Protection against money laundering

Managing director of DSR Tax Claims David Redfern offers his advice on how to protect your retail business from money laundering

10 May, 19

Managing director of DSR Tax Claims David Redfern offers his advice on how to protect your retail business from money laundering

Protection against money laundering 1

 

Legislation against money laundering was strengthened with the introduction of the Money Laundering, Terrorist Financing and Transfer of Funds (Information on the Payer) Regulations 2017.

It placed additional emphasis on performing due diligence on potential clients.

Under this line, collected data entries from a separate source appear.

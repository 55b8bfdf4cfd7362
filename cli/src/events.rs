//! Progress events emitted by the fetch pipeline.
//!
//! The pipeline never prints anything itself. Each stage reports what it is
//! doing through an [`EventSink`], and whatever front end is attached (the
//! terminal renderer, a JSON line stream, a channel feeding a UI thread)
//! decides how to present it.

use crate::sensor::Ecosystem;
use serde::Serialize;
use std::io::Write;
use std::path::PathBuf;
use std::sync::Mutex;
use tokio::sync::mpsc;

#[derive(Debug, Clone, Copy, PartialEq, Eq, Serialize)]
#[serde(rename_all = "lowercase")]
pub enum Stage {
    Probe,
    Download,
    Extract,
    Sense,
    Install,
}

impl Stage {
    pub fn label(&self) -> &'static str {
        match self {
            Self::Probe => "Resolving branch",
            Self::Download => "Downloading",
            Self::Extract => "Extracting",
            Self::Sense => "Inspecting",
            Self::Install => "Installing dependencies",
        }
    }
}

#[derive(Debug, Clone, PartialEq, Serialize)]
#[serde(tag = "event", rename_all = "snake_case")]
pub enum PipelineEvent {
    StageStarted {
        stage: Stage,
    },
    /// A candidate branch answered with a non-success status.
    BranchMissing {
        branch: String,
        status: u16,
    },
    BranchResolved {
        branch: String,
        url: String,
    },
    /// `total` is `None` when the amount of work is unknown up front, e.g. a
    /// download without a `Content-Length`.
    Progress {
        stage: Stage,
        done: u64,
        total: Option<u64>,
    },
    ArchiveSaved {
        path: PathBuf,
        bytes: u64,
    },
    Extracted {
        destination: PathBuf,
        entries: usize,
    },
    EnvironmentSensed {
        ecosystem: Ecosystem,
        detected: bool,
    },
    ManifestFound {
        ecosystem: Ecosystem,
        path: PathBuf,
    },
    InstallFinished {
        ecosystem: Ecosystem,
        success: bool,
        message: Option<String>,
    },
    NothingToInstall,
    StageFinished {
        stage: Stage,
    },
    Failed {
        kind: String,
        message: String,
    },
}

impl PipelineEvent {
    /// Fraction of the current stage completed, if the event carries one.
    pub fn fraction(&self) -> Option<f64> {
        match self {
            Self::Progress {
                done,
                total: Some(total),
                ..
            } if *total > 0 => Some((*done as f64 / *total as f64).min(1.0)),
            _ => None,
        }
    }
}

pub trait EventSink: Send + Sync {
    fn emit(&self, event: PipelineEvent);
}

impl<F> EventSink for F
where
    F: Fn(PipelineEvent) + Send + Sync,
{
    fn emit(&self, event: PipelineEvent) {
        self(event)
    }
}

/// Discards everything.
pub struct NullSink;

impl EventSink for NullSink {
    fn emit(&self, _event: PipelineEvent) {}
}

/// Forwards events to a channel, for consumers running on another task or
/// thread. Events sent after the receiver is gone are dropped.
pub struct ChannelSink {
    tx: mpsc::UnboundedSender<PipelineEvent>,
}

impl ChannelSink {
    pub fn new() -> (Self, mpsc::UnboundedReceiver<PipelineEvent>) {
        let (tx, rx) = mpsc::unbounded_channel();
        (Self { tx }, rx)
    }
}

impl EventSink for ChannelSink {
    fn emit(&self, event: PipelineEvent) {
        let _ = self.tx.send(event);
    }
}

/// Writes each event as one JSON object per line.
pub struct JsonSink<W: Write + Send> {
    out: Mutex<W>,
}

impl<W: Write + Send> JsonSink<W> {
    pub fn new(out: W) -> Self {
        Self {
            out: Mutex::new(out),
        }
    }

    pub fn into_inner(self) -> W {
        self.out.into_inner().unwrap_or_else(|poisoned| poisoned.into_inner())
    }
}

impl<W: Write + Send> EventSink for JsonSink<W> {
    fn emit(&self, event: PipelineEvent) {
        let Ok(line) = serde_json::to_string(&event) else {
            return;
        };
        if let Ok(mut out) = self.out.lock() {
            if let Err(e) = writeln!(out, "{}", line) {
                log::warn!("dropping event, could not write: {}", e);
            }
        }
    }
}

It isn’t just businesses within the accountancy sector which can be vulnerable to being targeted for money-laundering activities, those within the estate agency, property and legal sectors are also at risk of facilitating the laundering of the proceeds of crime and funding terrorist activity.

Small businesses and sole traders are particularly vulnerable due to their size and potential for their anti-money laundering procedures to be less vigorous but ignorance of the law is very rarely a valid defence.

 Money laundering includes concealing, converting or disguising the proceeds or crime, or assisting others to do so, including funds which are used to finance terrorist activity.

It is a key requirement to put a solid anti-money laundering procedure in place for your business. Until that procedure is in place, the business will always be at risk of high-risk clients slipping through the net.

Create a procedure

Your procedure should include designating a dedicated person to be responsible for maintaining and updating your anti-money laundering policy, a thorough risk assessment for your firm and your potential clients, as well as a solid policy of due diligence towards your potential clients.

Where is the potential risk to your firm? Where are the holes in your due diligence that could allow a high-risk client to slip under the radar?

A dedicated member of your organisation responsible for maintaining and upholding your anti-money laundering procedure is an essential first step to protecting your business.

A comprehensive risk assessment of the small business or sole trader’s activities is the next step.

Identifying the areas where your business is vulnerable to those who would wish to launder illegal proceeds is essential in protecting against them.

Does your company deal with clients from high-risk jurisdictions?

Do you deal with clients who could be described as politically exposed persons (PEPs)?

Are you likely to encounter clients with sources of income, which they cannot explain?

Identifying the areas where your business might be at risk is a crucial step in ensuring your business is secure.  

Politically exposed persons are individuals who have been entrusted with a prominent public position, making them more vulnerable than most to the possibility they could be involved in activities such as bribery or embezzlement.

Toughen due diligence

The 2017 legislation makes it clear that you have a legal responsibility to make sure that your clients are who they say they are, including clients which are companies or organisations as well as individual clients.

The onus is on you to ensure that you have performed rigorous identity checks on your clientele and potential clientele.

and if you have any knowledge or suspicion that their income is criminal in origin or will be used to finance terrorist activity, you are bound by law to report your suspicions to the National Crime Agency.

Businesses can face action when they are shown not to be complying with regulations, even where there is no evidence that they have been involved in money-laundering. 

In the past three years, HMRC has recovered over £31 million under the proceeds of Proceeds of Crime Act.